# Exercise details
In the data below, find every line that has the string "Deserialize", and copy it.

# Stored data
<<<<
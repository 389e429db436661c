use serde::{Deserialize, Serialize};

use crate::work_item::TtsWorkItem;

/// Envelope published to the cross-instance bus topic (`BUS_TOPIC`) whenever
/// the event pipeline decides an item should be spoken (§4.2, §6).
#[derive(Debug, Clone, PartialEq, Serialize, Deserialize)]
pub struct BusEnvelope {
    pub channel: String,
    pub item: TtsWorkItem,
    pub source_revision: String,
    pub timestamp_ms: u64,
}
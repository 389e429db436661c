//! The binary's own error type, used only at startup before any service is
//! listening. Everything past that point is `anyhow::Result` per §10 — this
//! type exists so config validation failures get a message distinct from a
//! bare `anyhow!(...)`.

use thiserror::Error;

#[derive(Error, Debug)]
pub enum Error {
    #[error("missing required configuration: {0}")]
    ConfigMissing(String),
}
use thiserror::Error;

#[derive(Error, Debug)]
pub enum Error {
    #[error("{0}")]
    Message(String),

    #[error("state store unavailable: {0}")]
    Unavailable(#[from] sqlx::Error),

    #[error(transparent)]
    Json(#[from] serde_json::Error),
}

impl ttsrelay_common::FromMessage for Error {
    fn from_message(message: String) -> Self {
        Self::Message(message)
    }
}

pub type Result<T> = std::result::Result<T, Error>;

ttsrelay_common::impl_context!();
>>>>
# Answer box
use serde::{Deserialize, Serialize};
#[derive(Debug, Clone, PartialEq, Serialize, Deserialize)]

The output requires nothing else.